### What is required
Return the listing below in full, exactly.

### Extracted data

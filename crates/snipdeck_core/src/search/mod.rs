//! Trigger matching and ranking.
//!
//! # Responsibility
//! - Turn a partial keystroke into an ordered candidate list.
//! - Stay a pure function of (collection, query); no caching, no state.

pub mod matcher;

### Response for this exercise
filename crates/snipdeck_core/src/search/mod.rs
//! Trigger matching and ranking.
//!
//! # Responsibility
//! - Turn a partial keystroke into an ordered candidate list.
//! - Stay a pure function of (collection, query); no caching, no state.

pub mod matcher;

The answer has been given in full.